I would always wait for that program because of the debates happening between them and another TV Station. They attacked each other.
By Martes Ganaden
In the midst of building up a career, I found happiness in whatever the world would bring. You earn money while you work; you are able to spend for vices; you have things you want; you are able to satisfy your urges. Life seemed perfect this way!
One night, while so much filled for cares of this life, I couldn’t sleep as if that night was likened to a day. I was looking for something to relieve my boredom, even with those things I am not used to. Tuning into the Radio AM band, I heard the broadcast of the “Ang Dating Daan” (The Old Path). That made me remember the television program “Ang Dating Doon.” Once in a while, I watched this comedy program during my college days. With the radio program, that was my first encounter. I was just having fun.
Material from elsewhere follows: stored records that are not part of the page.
//! Issue-flow dialogue step.
//!
//! One model call under the `IssueFlowTurn` contract, normalized into a
//! [`DialogueOutcome`]. When a first message yields nothing usable, a
//! single-shot `IssueParse` call tries to recover a draft.

use std::sync::Arc;
use std::time::Duration;

use crate::domain::catalog::ProjectCatalog;
use crate::domain::conversation::Turn;
use crate::domain::dialogue::{
    flow_messages, issue_flow_schema, issue_parse_schema, normalize_cut_off_response,
    normalize_flow_response, normalize_parse_response, parse_messages, DialogueOutcome,
    Disposition, FlowState, DIALOGUE_TEMPERATURE, ISSUE_FLOW_SCHEMA_NAME,
    ISSUE_FLOW_SYSTEM_PROMPT, ISSUE_PARSE_SCHEMA_NAME, ISSUE_PARSE_SYSTEM_PROMPT,
};
use crate::domain::foundation::ConversationKey;
use crate::ports::{
    AIError, AIProvider, CompletionRequest, CompletionResponse, RequestMetadata, ResponseFormat,
};

/// Sampling and time limits for dialogue calls.
#[derive(Debug, Clone)]
pub struct DialogueSettings {
    pub temperature: f32,
    pub max_tokens: u32,
    /// Upper bound for a single model call.
    pub call_timeout: Duration,
}

impl Default for DialogueSettings {
    fn default() -> Self {
        Self {
            temperature: DIALOGUE_TEMPERATURE,
            max_tokens: 1200,
            call_timeout: Duration::from_secs(60),
        }
    }
}

/// Everything the model sees for one turn.
#[derive(Debug, Clone, Copy)]
pub struct DialogueInput<'a> {
    pub key: &'a ConversationKey,
    pub user_text: &'a str,
    pub prior_state: Option<&'a FlowState>,
    pub history: &'a [Turn],
}

impl DialogueInput<'_> {
    /// No prior state and no history.
    fn is_first_message(&self) -> bool {
        self.prior_state.map_or(true, FlowState::is_empty) && self.history.is_empty()
    }
}

/// Runs dialogue steps against a language model.
pub struct IssueFlowDialogue {
    ai_provider: Arc<dyn AIProvider>,
    catalog: Arc<ProjectCatalog>,
    settings: DialogueSettings,
}

impl IssueFlowDialogue {
    pub fn new(ai_provider: Arc<dyn AIProvider>, catalog: Arc<ProjectCatalog>) -> Self {
        Self {
            ai_provider,
            catalog,
            settings: DialogueSettings::default(),
        }
    }

    pub fn with_settings(mut self, settings: DialogueSettings) -> Self {
        self.settings = settings;
        self
    }

    /// Evaluates one turn.
    ///
    /// Contract violations by the model are absorbed into the outcome; only
    /// transport failures and timeouts surface as errors.
    pub async fn evaluate(&self, input: DialogueInput<'_>) -> Result<DialogueOutcome, AIError> {
        let request = CompletionRequest::new(RequestMetadata::traced(input.key.clone()))
            .with_system_prompt(ISSUE_FLOW_SYSTEM_PROMPT)
            .with_messages(flow_messages(
                &self.catalog,
                input.prior_state,
                input.history,
                input.user_text,
            ))
            .with_temperature(self.settings.temperature)
            .with_max_tokens(self.settings.max_tokens)
            .with_response_format(ResponseFormat::json_schema(
                ISSUE_FLOW_SCHEMA_NAME,
                issue_flow_schema(),
                false,
            ));

        let response = self.call(input.key, request).await?;
        let outcome = if response.finish_reason.is_cut_off() {
            normalize_cut_off_response(input.prior_state)
        } else {
            normalize_flow_response(&response.content, input.prior_state, &self.catalog)
        };

        if let Disposition::Degraded(reason) = &outcome.disposition {
            tracing::warn!(conversation = %input.key, ?reason, "Model response unusable");
            if input.is_first_message() {
                if let Some(parsed) = self.parse_single_shot(input).await {
                    return Ok(parsed);
                }
            }
        }

        Ok(outcome)
    }

    /// Single-shot draft recovery. Any failure keeps the degraded outcome.
    async fn parse_single_shot(&self, input: DialogueInput<'_>) -> Option<DialogueOutcome> {
        let request = CompletionRequest::new(RequestMetadata::traced(input.key.clone()))
            .with_system_prompt(ISSUE_PARSE_SYSTEM_PROMPT)
            .with_messages(parse_messages(input.user_text))
            .with_temperature(self.settings.temperature)
            .with_max_tokens(self.settings.max_tokens)
            .with_response_format(ResponseFormat::json_schema(
                ISSUE_PARSE_SCHEMA_NAME,
                issue_parse_schema(),
                true,
            ));

        match self.call(input.key, request).await {
            Ok(response) if response.finish_reason.is_cut_off() => None,
            Ok(response) => {
                let parsed = normalize_parse_response(&response.content, &self.catalog);
                if parsed.is_none() {
                    tracing::debug!(conversation = %input.key, "Single-shot parse produced no draft");
                }
                parsed
            }
            Err(err) => {
                tracing::warn!(conversation = %input.key, error = %err, "Single-shot parse failed");
                None
            }
        }
    }

    async fn call(
        &self,
        key: &ConversationKey,
        request: CompletionRequest,
    ) -> Result<CompletionResponse, AIError> {
        let timeout = self.settings.call_timeout;
        let response = tokio::time::timeout(timeout, self.ai_provider.complete(request))
            .await
            .map_err(|_| AIError::timeout(timeout))??;

        if response.finish_reason.is_cut_off() {
            tracing::warn!(
                conversation = %key,
                finish_reason = ?response.finish_reason,
                completion_tokens = response.usage.completion_tokens,
                max_tokens = self.settings.max_tokens,
                "Model answer is incomplete"
            );
        }
        Ok(response)
    }
}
I reviewed for the board exam. It was hard but finally my goal was reached. I became what I should be, the best of what I can be because I am truly me. I enjoyed the pedestal of my success, as if I got nothing more to ask for. But then I got married having no earning at all and began hunting for work without worries for indeed I was at my best.
I wondered why despite my efforts, I couldn’t find work, even with those that give very little income. All those companies seemed blind they couldn’t see my experiences, my credentials which I believed was great.
One night, turning on to the TV where I kept on changing channels, I saw a new station for me: UNTV 37. Wait a minute; this is the TV version of the AM program where I listened to as pastime! I became excited.
Every night, I would always wait for that program not because I like the verses of the Bible but because of the debates happening between them and another TV Station. They attacked each other. But I was able to compare Ang Dating Daan (The Old Path) and Ang Tamang Daan (The Right Path) in Net 25, their differences, what they say, and the behaviour of the speakers.
As time passed by I felt something, but I couldn’t decipher my feelings. Finally, I made my decision.
“Welcome to the Ang Dating Daan Mass Indoctrination” said that program! During those times, there were two job offers, after almost two years of searching. “God let me earn money first and I will go back to you later.”
Not God’s will? Not even one company was left for me. What explanation can I make? Deeper boredom filled my days. “Huwag magpatumpik-tumpik!” (Don’t procrastinate!) shouted that preacher of Ang Dating Daan. “If you have found something good; don’t procrastinate, do it fast!”
I was able to locate where these people worshipped and tried listening to them. My story is just like a script but it’s not.
Before I was even to finish the indoctrination sessions, God gave me the job I needed. Eleven days after I started my job, I received the holy baptism. Incomparable joy filled my being! I then learned the result of following God’s will.
Thanks be to God for his unspeakable gift! For his mercy upon me that he brought me to this church, into The Church of God and have known Brother Eli and Brother Daniel. They’re truly preachers sent by God according to the Bible and not what evil persons narrate without end.
I pray that my love ones, my friends, our fellow people will soon experience this. To God be the Glory!
Note: Ang Tamang Daan (The right path) is a poor counterfeit of the successful radio-tv program of Eliseo Soriano which he started in 1980. Named Ang Dating Daan, Soriano’s program has reaped several awards in the Philippines and the United States.
Ang Tamang Daan is a program of the Iglesia ni Cristo in Net 25. A great portion of it is dedicated to maligning Soriano who is known for exposing false preachers and false practices.